Cheryl Winton took her daughter to Israel, where she was assessed by Professor Feuerstein. He recommended she live with an Israeli foster family; she needed the company of younger children to learn from, he said. He also had faith in her. “He believed in her. He wouldn’t believe this child was imbecilic, which was what they’d all said,” says Cheryl Winton.
“And not only does he help the child, he helps the parent deal with the child. That is very badly missing here. Nobody else does it. They taught me to stop feeling so guilty, how to deal with her temper tantrums and talk to her and look into her eyes.
“Reuven changed our lives 100 per cent,” she says. “Without him there’s no question that Jemma would be as she is today.”
* Jenny Antoine is the parent of a child with learning difficulties. Last year, she spent several weeks at the Centre for the Enhancement of Learning Potential, and had a brief training in the techniques while teachers worked with her child.
“Some things are off-putting. There are queues of people and it’s run on a shoestring so it’s quite chaotic. Boys are allowed to be quite rude and rowdy. But Professor Feuerstein is an angel, a wonderful man. He absolutely loves children.

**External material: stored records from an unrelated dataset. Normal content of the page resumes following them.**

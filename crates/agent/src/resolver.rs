use std::sync::Arc;

use anyhow::Result;
use serde_json::Value;
use souq_core::Intent;
use tracing::{error, warn};

use crate::backend::BackendApi;
use crate::format::{
    display_or, display_value, first_digit_run, fmt_currency, fmt_fixed, fmt_timestamp,
    sum_quantities,
};

/// Outer-tier failure reply for any backend error.
pub const GENERIC_FAILURE_REPLY: &str = "Couldn't fetch data from backend.";
/// Intent-local failure reply for the category branch; takes precedence over
/// the generic one.
pub const CATEGORY_FAILURE_REPLY: &str = "Sorry, I couldn't fetch the categories at the moment.";

const PAYMENT_REPLY: &str = "We accept Credit/Debit Card, PayPal, and Cash on Delivery.";
const COVERAGE_REPLY: &str = "We deliver to Amman, Zarqa, Irbid, Aqaba, Mafraq, Balqa, Madaba, \
                              Karak, Tafilah, Ma'an, Jerash, Ajloun.";

/// Stateless per-message intent resolver.
///
/// Holds only the backend handle and the frontend origin used in navigation
/// replies; nothing is retained between invocations, so repeated calls with
/// the same inputs issue the same downstream request.
pub struct IntentResolver {
    backend: Arc<dyn BackendApi>,
    frontend_base_url: String,
}

impl IntentResolver {
    pub fn new(backend: Arc<dyn BackendApi>, frontend_base_url: impl Into<String>) -> Self {
        Self { backend, frontend_base_url: frontend_base_url.into() }
    }

    /// Resolve one chat message. Never errors: backend failures collapse into
    /// a fixed reply, and unknown intents produce the empty string so the
    /// caller can fall back to a generic answer.
    pub async fn resolve(&self, intent: &str, message: &str, token: Option<&str>) -> String {
        let Some(intent) = Intent::parse(intent) else {
            return String::new();
        };

        if let Some(reply) = self.navigation_reply(intent) {
            return reply;
        }

        match intent {
            Intent::Payment => return PAYMENT_REPLY.to_string(),
            Intent::Coverage => return COVERAGE_REPLY.to_string(),
            // The category branch maps its own failures before the outer tier
            // can see them, so its reply path is infallible.
            Intent::Category => return self.categories(token).await,
            _ => {}
        }

        match self.fetch_reply(intent, message, token).await {
            Ok(reply) => reply,
            Err(fetch_error) => {
                error!(
                    intent = intent.as_str(),
                    error = %fetch_error,
                    "intent resolution failed against backend"
                );
                GENERIC_FAILURE_REPLY.to_string()
            }
        }
    }

    fn navigation_reply(&self, intent: Intent) -> Option<String> {
        let path = intent.navigation_path()?;
        let lead = match intent {
            Intent::GoToOrders => "Sure! You can view all your orders here:",
            Intent::GoToCart => {
                "Here's your shopping cart - review your items or proceed to checkout:"
            }
            Intent::GoToProducts => "Explore all available products here:",
            Intent::GoToVendors => "Browse and discover trusted vendors here:",
            Intent::GoToSettings => "Manage your account settings here:",
            Intent::GoToProfile => "View and edit your personal profile here:",
            Intent::GoToHome => "Welcome home! Visit your main dashboard here:",
            Intent::GoToWishlist => "Check out your saved products in your wishlist here:",
            _ => return None,
        };
        Some(format!("{lead}\n{}{path}", self.frontend_base_url))
    }

    async fn fetch_reply(
        &self,
        intent: Intent,
        message: &str,
        token: Option<&str>,
    ) -> Result<String> {
        match intent {
            Intent::Orders => self.orders(token).await,
            Intent::OrderDetails => self.order_details(message, token).await,
            Intent::TrackOrder => self.track_order(message, token).await,
            Intent::Wishlist => self.wishlist(token).await,
            Intent::Cart => self.cart_list(token).await,
            Intent::CartDetails => self.cart_details(message, token).await,
            Intent::Vendors => self.vendors(token).await,
            // Static, navigation, and category intents are answered in
            // `resolve` before dispatch reaches here.
            _ => Ok(String::new()),
        }
    }

    async fn orders(&self, token: Option<&str>) -> Result<String> {
        let body = self.backend.get_json("/api/customers/orders", token).await?;
        let orders = body.as_array().cloned().unwrap_or_default();
        if orders.is_empty() {
            return Ok("You have no orders yet.".to_string());
        }

        let lines: Vec<String> = orders.iter().map(order_summary_line).collect();
        Ok(lines.join("\n"))
    }

    async fn order_details(&self, message: &str, token: Option<&str>) -> Result<String> {
        let Some(order_id) = first_digit_run(message) else {
            return Ok("Please provide the order number.".to_string());
        };

        let body =
            self.backend.get_json(&format!("/api/customers/orders/{order_id}"), token).await?;
        let Some(order) = body.get("data").filter(|value| !value.is_null()) else {
            return Ok(format!("Order #{order_id} not found."));
        };

        let id = order
            .get("order_id")
            .or_else(|| order.get("id"))
            .filter(|value| !value.is_null())
            .map(display_value)
            .unwrap_or_else(|| order_id.clone());
        let payment_status = display_or(order.get("payment_status"), "unknown");
        let total = fmt_currency(order.get("total_amount"));
        let address = display_or(order.get("shipping_address"), "N/A");
        let created = fmt_timestamp(order.get("created_at"));
        let updated = fmt_timestamp(order.get("updated_at"));

        let items = order.get("items").and_then(Value::as_array).cloned().unwrap_or_default();
        let items_count = sum_quantities(&items);
        let item_lines: Vec<String> = items
            .iter()
            .enumerate()
            .map(|(index, item)| order_item_line(index, item))
            .collect();

        let payments =
            order.get("payments").and_then(Value::as_array).cloned().unwrap_or_default();
        let payments_block = if payments.is_empty() {
            "- No payments recorded".to_string()
        } else {
            payments.iter().map(payment_line).collect::<Vec<_>>().join("\n")
        };

        let mut sections = vec![
            format!("Order #{id}"),
            format!("Payment Status: {payment_status}"),
            format!("Total: {total}"),
            format!("Items: {items_count}"),
            format!("Created: {created}"),
            format!("Updated: {updated}"),
            format!("Shipping: {address}"),
        ];
        if !item_lines.is_empty() {
            sections.push(format!("\nItems:\n{}", item_lines.join("\n")));
        }
        sections.push(format!("\nPayments:\n{payments_block}"));

        Ok(sections.join("\n"))
    }

    async fn track_order(&self, message: &str, token: Option<&str>) -> Result<String> {
        let Some(order_id) = first_digit_run(message) else {
            return Ok("Please provide the order number.".to_string());
        };

        let body = self
            .backend
            .get_json(&format!("/api/customers/orders/{order_id}/track"), token)
            .await?;

        // Tracking responses come in two shapes: `{data: {status}}` and a
        // flat `{status}`. Neither key present means the order is unknown.
        let wrapped = body.get("data").filter(|value| !value.is_null());
        let flat = body.get("status").filter(|value| !value.is_null());
        if wrapped.is_none() && flat.is_none() {
            return Ok(format!("Order #{order_id} not found."));
        }

        let status = wrapped
            .and_then(|data| data.get("status"))
            .filter(|value| !value.is_null())
            .or(flat)
            .map(display_value)
            .unwrap_or_else(|| "unknown".to_string());

        Ok(format!("Order #{order_id} - Status: {status}"))
    }

    async fn wishlist(&self, token: Option<&str>) -> Result<String> {
        let body = self.backend.get_json("/api/customers/wishlist", token).await?;
        let products = body.as_array().cloned().unwrap_or_default();
        if products.is_empty() {
            return Ok("Your wishlist is empty.".to_string());
        }

        let lines: Vec<String> = products
            .iter()
            .map(|product| {
                format!(
                    "{} - ${}",
                    display_or(product.get("name"), "N/A"),
                    display_or(product.get("price"), "N/A")
                )
            })
            .collect();
        Ok(lines.join("\n"))
    }

    async fn cart_list(&self, token: Option<&str>) -> Result<String> {
        let body = self.backend.get_json("/api/customers/cart", token).await?;
        let carts = body.as_array().cloned().unwrap_or_default();
        if carts.is_empty() {
            return Ok("You have no carts.".to_string());
        }

        let lines: Vec<String> = carts
            .iter()
            .map(|cart| {
                let id = display_or(cart.get("id"), "N/A");
                let items = cart.get("items").and_then(Value::as_array).cloned().unwrap_or_default();
                let count = sum_quantities(&items);
                let total: f64 = items
                    .iter()
                    .map(|item| {
                        let price = item.get("price").and_then(Value::as_f64).unwrap_or(0.0);
                        let quantity = item.get("quantity").and_then(Value::as_f64).unwrap_or(0.0);
                        price * quantity
                    })
                    .sum();
                format!("Cart #{id}: {count} items - Total: ${total:.2}")
            })
            .collect();
        Ok(lines.join("\n"))
    }

    async fn cart_details(&self, message: &str, token: Option<&str>) -> Result<String> {
        let Some(cart_id) = first_digit_run(message) else {
            return Ok("Please provide the cart ID.".to_string());
        };

        let body = self.backend.get_json(&format!("/api/customers/cart/{cart_id}"), token).await?;
        let items = body.get("items").and_then(Value::as_array).cloned().unwrap_or_default();
        if items.is_empty() {
            return Ok(format!("Cart #{cart_id} is empty."));
        }

        let lines: Vec<String> = items
            .iter()
            .map(|item| {
                format!(
                    "{} - ${} × {}",
                    display_or(item.get("name"), "N/A"),
                    display_or(item.get("price"), "N/A"),
                    display_or(item.get("quantity"), "0")
                )
            })
            .collect();
        Ok(lines.join("\n"))
    }

    async fn categories(&self, token: Option<&str>) -> String {
        let body = match self.backend.get_json("/api/categories", token).await {
            Ok(body) => body,
            Err(fetch_error) => {
                warn!(error = %fetch_error, "category fetch failed");
                return CATEGORY_FAILURE_REPLY.to_string();
            }
        };

        // Categories arrive either wrapped under `data` or as a bare array.
        let unwrapped = body.get("data").filter(|value| !value.is_null()).unwrap_or(&body);
        let categories = match unwrapped.as_array().filter(|entries| !entries.is_empty()) {
            Some(entries) => entries,
            None => return "There are no categories available right now.".to_string(),
        };

        let formatted: Vec<String> = categories
            .iter()
            .enumerate()
            .map(|(index, category)| {
                let name = display_or(category.get("name"), "N/A");
                match category
                    .get("description")
                    .filter(|value| !value.is_null())
                    .map(display_value)
                    .filter(|text| !text.is_empty())
                {
                    Some(description) => format!("{}. {name} - {description}", index + 1),
                    None => format!("{}. {name}", index + 1),
                }
            })
            .collect();

        format!(
            "Available Categories:\n{}\n\nYou can mention any category name to explore its products.",
            formatted.join("\n")
        )
    }

    async fn vendors(&self, token: Option<&str>) -> Result<String> {
        let body = self.backend.get_json("/api/vendor/stores", token).await?;
        let vendors =
            body.get("data").and_then(Value::as_array).cloned().unwrap_or_default();
        if vendors.is_empty() {
            return Ok("No approved vendors found.".to_string());
        }

        let lines: Vec<String> = vendors
            .iter()
            .enumerate()
            .map(|(index, vendor)| {
                format!(
                    "{}. {} (ID: {}) - Contact: {}",
                    index + 1,
                    display_or(vendor.get("store_name"), "N/A"),
                    display_or(vendor.get("id"), "N/A"),
                    display_or(vendor.get("contact_email"), "N/A")
                )
            })
            .collect();
        Ok(lines.join("\n"))
    }
}

fn order_summary_line(order: &Value) -> String {
    let id = display_or(order.get("id"), "N/A");
    let status = display_or(order.get("status"), "unknown");
    let total = fmt_fixed(order.get("total_amount"));
    let items = order.get("items").and_then(Value::as_array).cloned().unwrap_or_default();
    let count = sum_quantities(&items);
    let created = fmt_timestamp(order.get("created_at"));
    format!("#{id} | status: {status} | total: {total} | items: {count} | ordered at: {created}")
}

fn order_item_line(index: usize, item: &Value) -> String {
    let name = item
        .get("product_name")
        .or_else(|| item.get("name"))
        .filter(|value| !value.is_null())
        .map(display_value)
        .filter(|text| !text.is_empty())
        .unwrap_or_else(|| format!("Item {}", index + 1));
    let price = fmt_currency(item.get("price"));
    let quantity_display = display_or(item.get("quantity"), "0");
    let variant = item
        .get("variant")
        .filter(|value| !value.is_null())
        .map(display_value)
        .filter(|text| !text.is_empty())
        .map(|text| format!(" [{text}]"))
        .unwrap_or_default();

    // A computed line total only appears when both price and quantity are
    // numeric (an absent quantity counts as numeric zero).
    let price_amount = item.get("price").and_then(Value::as_f64);
    let quantity_amount = match item.get("quantity") {
        None | Some(Value::Null) => Some(0.0),
        Some(value) => value.as_f64(),
    };
    let line_total = match (price_amount, quantity_amount) {
        (Some(price), Some(quantity)) => {
            format!(" = {}", fmt_currency(Some(&Value::from(price * quantity))))
        }
        _ => String::new(),
    };

    format!("- {name}{variant}: {price} × {quantity_display}{line_total}")
}

fn payment_line(payment: &Value) -> String {
    let method = display_or(payment.get("payment_method"), "N/A");
    let amount = fmt_currency(payment.get("amount"));
    let status = display_or(payment.get("status"), "N/A");
    let transaction = payment
        .get("transaction_id")
        .filter(|value| !value.is_null())
        .map(display_value)
        .filter(|text| !text.is_empty())
        .map(|text| format!(" (TX: {text})"))
        .unwrap_or_default();
    let when = fmt_timestamp(payment.get("created_at"));
    format!("- {method}: {amount} - {status}{transaction} on {when}")
}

“During the assessment, Professor Feuerstein works with the child. He’s not interested in how well they perform but in how they perform the task how well-focused they are, how much perserverance they have. There’s no element of testing, no burden of success or failure.
“They have this slogan ‘Just a minute! Let me think’. They get children to assess how they did, to become aware of themselves and how they’re doing. So the child slows down, and starts to value what they’re doing and how they’re doing it.
“They don’t use coercion, really. The children do the exercises and you’d think they’d be bored rigid but they’re not. It is hell for a child to be unfocused and distracted and unable to complete a task. Actually, children want praise and satisfaction.
“The bedrock is that you find determined optimistic people who are looking for a way through problems, and you start to feel hope. Your own optimism blossoms, and you start to see your child blossom.”